(YOUR ASSIGNMENT)
In the records that follow, find the line with "let number: String = raw"; from there, retype every line exactly through the line with "bare digits are", which also belongs to the answer.

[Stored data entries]
·····
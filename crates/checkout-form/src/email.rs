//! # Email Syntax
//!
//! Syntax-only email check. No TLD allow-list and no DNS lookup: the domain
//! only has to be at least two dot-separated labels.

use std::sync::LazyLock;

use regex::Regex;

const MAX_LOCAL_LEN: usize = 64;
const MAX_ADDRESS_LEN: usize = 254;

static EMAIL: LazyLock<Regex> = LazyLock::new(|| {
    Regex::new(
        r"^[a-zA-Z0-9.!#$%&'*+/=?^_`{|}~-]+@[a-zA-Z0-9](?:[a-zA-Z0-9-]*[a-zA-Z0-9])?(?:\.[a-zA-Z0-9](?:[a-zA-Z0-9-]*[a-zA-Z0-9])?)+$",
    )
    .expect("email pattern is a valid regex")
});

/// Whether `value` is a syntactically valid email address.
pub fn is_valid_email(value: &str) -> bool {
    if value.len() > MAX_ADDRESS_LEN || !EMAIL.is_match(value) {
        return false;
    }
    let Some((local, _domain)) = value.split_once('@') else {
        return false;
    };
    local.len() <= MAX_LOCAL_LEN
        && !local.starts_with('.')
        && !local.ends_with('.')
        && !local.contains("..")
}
·····
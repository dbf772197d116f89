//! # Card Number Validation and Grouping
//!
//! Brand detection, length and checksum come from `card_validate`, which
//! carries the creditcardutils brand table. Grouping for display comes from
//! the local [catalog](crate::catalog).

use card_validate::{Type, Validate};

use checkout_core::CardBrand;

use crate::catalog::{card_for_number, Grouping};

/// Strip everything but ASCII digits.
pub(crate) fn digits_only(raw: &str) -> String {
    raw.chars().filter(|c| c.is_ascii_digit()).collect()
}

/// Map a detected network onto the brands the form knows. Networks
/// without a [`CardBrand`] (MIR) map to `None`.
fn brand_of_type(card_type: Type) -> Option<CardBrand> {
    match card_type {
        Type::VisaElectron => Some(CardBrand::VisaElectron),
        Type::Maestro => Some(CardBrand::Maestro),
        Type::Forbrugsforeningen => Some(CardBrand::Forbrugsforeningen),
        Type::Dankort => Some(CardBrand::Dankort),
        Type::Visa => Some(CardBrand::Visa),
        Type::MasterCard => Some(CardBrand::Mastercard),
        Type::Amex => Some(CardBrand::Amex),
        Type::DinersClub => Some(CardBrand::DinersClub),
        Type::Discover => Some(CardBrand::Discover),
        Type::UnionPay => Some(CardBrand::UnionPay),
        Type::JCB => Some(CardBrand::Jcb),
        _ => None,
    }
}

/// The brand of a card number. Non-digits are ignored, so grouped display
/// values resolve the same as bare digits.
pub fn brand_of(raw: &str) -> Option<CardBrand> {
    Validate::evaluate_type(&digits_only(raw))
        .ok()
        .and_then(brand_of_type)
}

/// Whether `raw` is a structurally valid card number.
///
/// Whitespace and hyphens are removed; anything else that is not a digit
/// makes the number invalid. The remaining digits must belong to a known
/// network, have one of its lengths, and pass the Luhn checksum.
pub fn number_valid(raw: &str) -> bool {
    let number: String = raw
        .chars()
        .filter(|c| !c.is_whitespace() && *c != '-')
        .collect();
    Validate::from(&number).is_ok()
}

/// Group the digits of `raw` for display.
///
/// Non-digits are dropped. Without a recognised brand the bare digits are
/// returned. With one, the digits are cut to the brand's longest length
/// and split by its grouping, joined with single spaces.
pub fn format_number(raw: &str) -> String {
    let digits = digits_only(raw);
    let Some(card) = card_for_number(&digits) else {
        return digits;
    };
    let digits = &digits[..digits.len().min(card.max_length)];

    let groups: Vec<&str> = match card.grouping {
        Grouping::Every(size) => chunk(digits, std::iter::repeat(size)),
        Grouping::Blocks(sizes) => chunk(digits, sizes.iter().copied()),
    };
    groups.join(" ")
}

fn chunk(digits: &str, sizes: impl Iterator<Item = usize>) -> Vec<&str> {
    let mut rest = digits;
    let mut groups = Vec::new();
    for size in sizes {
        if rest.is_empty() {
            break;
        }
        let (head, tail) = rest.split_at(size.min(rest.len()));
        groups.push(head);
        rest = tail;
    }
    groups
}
·····
(OUTPUT OF THE TASK)
    let number: String = raw
        .chars()
        .filter(|c| !c.is_whitespace() && *c != '-')
        .collect();
    Validate::from(&number).is_ok()
}

/// Group the digits of `raw` for display.
///
/// Non-digits are dropped. Without a recognised brand the bare digits are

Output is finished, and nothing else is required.